#### [TASK TO COMPLETE]
Repeat exactly the lines from the start of the records below through the line that contains "is reported through", including both.

(Saved entries)
━━━━━━━━━━━━━━━━━━━━━━━━━━━━━━

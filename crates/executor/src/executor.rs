use std::{fs::File, path::Path};

use thiserror::Error;

use crate::{
    AddressingMode, ExecutionReport, ExecutionState, Instruction, Opcode, Program, VmContext,
};

/// The outcome of executing one instruction.
///
/// Every step reports exactly one of these; there is no overloaded "no value" return, so an
/// output of 0 is never mistaken for a halt.
#[derive(Debug, Clone, Copy, PartialEq, Eq)]
pub enum StepOutcome {
    /// The instruction completed and the machine is ready for the next one.
    Continue,
    /// The machine reached an input instruction with an empty queue. The program counter was
    /// reverted to the start of the instruction; feed a value and step again.
    NeedsInput,
    /// The machine produced an output value. The value is also held in `last_output` until
    /// drained.
    Output(i64),
    /// The machine executed a halt instruction and must not be stepped again.
    Halted,
}

/// Errors that retire a machine instance.
///
/// Suspension for input is *not* among these: an empty input queue is reported through
/// [`StepOutcome::NeedsInput`] and is retry-safe. [`ExecutionError::EmptyInputQueue`] only
/// arises from run-to-completion drivers that have no way to supply more input.
#[derive(Error, Debug, Clone, PartialEq, Eq)]
pub enum ExecutionError {
    /// A resolved memory offset was negative.
    #[error("attempted to access memory at negative offset {0}")]
    InvalidAddress(i64),
    /// A fetched instruction word did not decode to a known operation.
    #[error("unrecognized opcode word {word} at pc {pc}")]
    UnknownOpcode {
        /// The offending instruction word.
        word: i64,
        /// The program counter it was fetched from.
        pc: i64,
    },
    /// An operand mode digit was outside the known set.
    #[error("unknown addressing mode digit {digit} at pc {pc}")]
    UnknownAddressingMode {
        /// The offending mode digit.
        digit: i64,
        /// The program counter of the instruction word.
        pc: i64,
    },
    /// A write operand was decoded in immediate mode.
    #[error("write operand decoded in immediate mode at pc {pc}")]
    ImmediateWrite {
        /// The program counter of the instruction word.
        pc: i64,
    },
    /// An input instruction was reached with nothing queued and no way to supply more.
    #[error("input requested but the input queue was empty")]
    EmptyInputQueue,
    /// The configured step limit was reached before the machine halted.
    #[error("exceeded step limit of {0} instructions")]
    ExceededStepLimit(u64),
}

/// The execution engine: a fetch/decode/execute loop over one [`ExecutionState`].
///
/// The machine is event-driven. [`Executor::step`] executes one instruction and reports a
/// [`StepOutcome`]; the caller decides whether to keep stepping, supply input, or consume the
/// pending output. This is the suspend/resume seam that lets instances compose into pipelines
/// and networks without a coroutine primitive.
#[derive(Debug, Clone, Default)]
pub struct Executor {
    /// The state of the machine.
    pub state: ExecutionState,

    /// Per-instance configuration.
    pub context: VmContext,

    /// Counts of executed instructions.
    pub report: ExecutionReport,
}

impl Executor {
    /// Create a machine seeded from a program image.
    #[must_use]
    pub fn new(program: &Program) -> Self {
        Self::with_context(program, VmContext::default())
    }

    /// Create a machine seeded from a program image, with per-instance configuration.
    ///
    /// # Panics
    ///
    /// Panics if a patch targets a negative offset; patch offsets are fixed by the host and a
    /// negative one is a driver bug, not a runtime condition.
    #[must_use]
    pub fn with_context(program: &Program, context: VmContext) -> Self {
        let mut state = ExecutionState::new(program);
        for &(offset, value) in &context.patches {
            state.memory.write(offset, value).expect("patch offsets must be non-negative");
        }
        Self { state, context, report: ExecutionReport::default() }
    }

    /// Whether the machine has halted.
    #[must_use]
    pub fn is_halted(&self) -> bool {
        self.state.halted
    }

    /// Execute one instruction.
    ///
    /// # Panics
    ///
    /// Panics if called after the machine halted. Resuming a halted machine is a host driver
    /// bug; it is asserted rather than reported.
    pub fn step(&mut self) -> Result<StepOutcome, ExecutionError> {
        assert!(!self.state.halted, "attempted to step a halted machine");

        if let Some(limit) = self.context.max_steps {
            if self.state.global_clk >= limit {
                return Err(ExecutionError::ExceededStepLimit(limit));
            }
        }

        let pc = self.state.pc;
        let word = self.state.memory.read(pc)?;
        let instruction = Instruction::decode(word, pc)?;
        self.state.pc = pc + 1;

        let outcome = self.execute(&instruction, pc)?;
        if !matches!(outcome, StepOutcome::NeedsInput) {
            self.state.global_clk += 1;
            self.report.opcode_counts[instruction.opcode] += 1;
        }
        Ok(outcome)
    }

    /// Step until the machine suspends, produces an output, or halts.
    pub fn next_event(&mut self) -> Result<StepOutcome, ExecutionError> {
        loop {
            match self.step()? {
                StepOutcome::Continue => {}
                outcome => return Ok(outcome),
            }
        }
    }

    /// Run to halt, collecting the entire output stream.
    ///
    /// Reaching an input instruction with an empty queue is an [`ExecutionError::EmptyInputQueue`]
    /// error here: a run-to-completion driver has no later opportunity to feed the machine.
    pub fn run(&mut self) -> Result<Vec<i64>, ExecutionError> {
        let mut outputs = Vec::new();
        loop {
            match self.next_event()? {
                StepOutcome::Output(value) => outputs.push(value),
                StepOutcome::NeedsInput => return Err(ExecutionError::EmptyInputQueue),
                StepOutcome::Halted => return Ok(outputs),
                StepOutcome::Continue => unreachable!("next_event never yields Continue"),
            }
        }
    }

    /// Save the machine's entire resolvable state to a file at `path`.
    ///
    /// The report and context are not part of a snapshot; only the [`ExecutionState`] is.
    pub fn checkpoint(&self, path: impl AsRef<Path>) -> eyre::Result<()> {
        let path = path.as_ref();
        let mut file = File::create(path)?;
        self.state.save(&mut file)?;
        tracing::trace!("checkpointed machine state to {}", path.display());
        Ok(())
    }

    /// Restore a machine from a checkpoint written by [`Executor::checkpoint`].
    ///
    /// The restored machine carries a fresh report and default context.
    pub fn restore(path: impl AsRef<Path>) -> eyre::Result<Self> {
        let file = File::open(path.as_ref())?;
        let state = ExecutionState::restore(&file)?;
        Ok(Self { state, context: VmContext::default(), report: ExecutionReport::default() })
    }

    /// Log the per-opcode instruction counts at debug level.
    pub fn print_stats(&self) {
        if tracing::event_enabled!(tracing::Level::DEBUG) {
            tracing::debug!("total instructions: {}", self.report.total_instruction_count());
            for (opcode, count) in self.report.opcode_counts.iter().filter(|(_, &c)| c > 0) {
                tracing::debug!("  {opcode}: {count}");
            }
        }
    }

    fn execute(
        &mut self,
        instruction: &Instruction,
        pc: i64,
    ) -> Result<StepOutcome, ExecutionError> {
        match instruction.opcode {
            Opcode::Add => {
                let a = self.read_operand(instruction, 0)?;
                let b = self.read_operand(instruction, 1)?;
                let dest = self.write_operand(instruction, 2, pc)?;
                self.state.memory.write(dest, a + b)?;
            }
            Opcode::Mul => {
                let a = self.read_operand(instruction, 0)?;
                let b = self.read_operand(instruction, 1)?;
                let dest = self.write_operand(instruction, 2, pc)?;
                self.state.memory.write(dest, a * b)?;
            }
            Opcode::Input => {
                let Some(value) = self.state.input.pop_front() else {
                    // Revert to the start of the instruction so stepping is retry-safe.
                    self.state.pc = pc;
                    return Ok(StepOutcome::NeedsInput);
                };
                let dest = self.write_operand(instruction, 0, pc)?;
                self.state.memory.write(dest, value)?;
            }
            Opcode::Output => {
                let a = self.read_operand(instruction, 0)?;
                self.state.last_output = Some(a);
                return Ok(StepOutcome::Output(a));
            }
            Opcode::JumpIfTrue => {
                let a = self.read_operand(instruction, 0)?;
                let b = self.read_operand(instruction, 1)?;
                if a != 0 {
                    self.state.pc = b;
                }
            }
            Opcode::JumpIfFalse => {
                let a = self.read_operand(instruction, 0)?;
                let b = self.read_operand(instruction, 1)?;
                if a == 0 {
                    self.state.pc = b;
                }
            }
            Opcode::LessThan => {
                let a = self.read_operand(instruction, 0)?;
                let b = self.read_operand(instruction, 1)?;
                let dest = self.write_operand(instruction, 2, pc)?;
                self.state.memory.write(dest, i64::from(a < b))?;
            }
            Opcode::Equals => {
                let a = self.read_operand(instruction, 0)?;
                let b = self.read_operand(instruction, 1)?;
                let dest = self.write_operand(instruction, 2, pc)?;
                self.state.memory.write(dest, i64::from(a == b))?;
            }
            Opcode::AdjustBase => {
                let a = self.read_operand(instruction, 0)?;
                self.state.relative_base += a;
            }
            Opcode::Halt => {
                self.state.halted = true;
                return Ok(StepOutcome::Halted);
            }
        }
        Ok(StepOutcome::Continue)
    }

    /// Consume the next operand word and resolve it to a value per its addressing mode.
    fn read_operand(
        &mut self,
        instruction: &Instruction,
        operand: usize,
    ) -> Result<i64, ExecutionError> {
        let word = self.state.memory.read(self.state.pc)?;
        self.state.pc += 1;
        match instruction.modes[operand] {
            AddressingMode::Position => self.state.memory.read(word),
            AddressingMode::Immediate => Ok(word),
            AddressingMode::Relative => self.state.memory.read(self.state.relative_base + word),
        }
    }

    /// Consume the next operand word and resolve it to a destination offset.
    ///
    /// Immediate mode has no meaningful destination and is a defined fault.
    fn write_operand(
        &mut self,
        instruction: &Instruction,
        operand: usize,
        pc: i64,
    ) -> Result<i64, ExecutionError> {
        let word = self.state.memory.read(self.state.pc)?;
        self.state.pc += 1;
        match instruction.modes[operand] {
            AddressingMode::Position => Ok(word),
            AddressingMode::Immediate => Err(ExecutionError::ImmediateWrite { pc }),
            AddressingMode::Relative => Ok(self.state.relative_base + word),
        }
    }
}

━━━━━━━━━━━━━━━━━━━━━━━━━━━━━━

#### [RESPONSE TO THE TASK]
filename crates/executor/src/executor.rs
use std::{fs::File, path::Path};

use thiserror::Error;

use crate::{
    AddressingMode, ExecutionReport, ExecutionState, Instruction, Opcode, Program, VmContext,
};

/// The outcome of executing one instruction.
///
/// Every step reports exactly one of these; there is no overloaded "no value" return, so an
/// output of 0 is never mistaken for a halt.
#[derive(Debug, Clone, Copy, PartialEq, Eq)]
pub enum StepOutcome {
    /// The instruction completed and the machine is ready for the next one.
    Continue,
    /// The machine reached an input instruction with an empty queue. The program counter was
    /// reverted to the start of the instruction; feed a value and step again.
    NeedsInput,
    /// The machine produced an output value. The value is also held in `last_output` until
    /// drained.
    Output(i64),
    /// The machine executed a halt instruction and must not be stepped again.
    Halted,
}

/// Errors that retire a machine instance.
///
/// Suspension for input is *not* among these: an empty input queue is reported through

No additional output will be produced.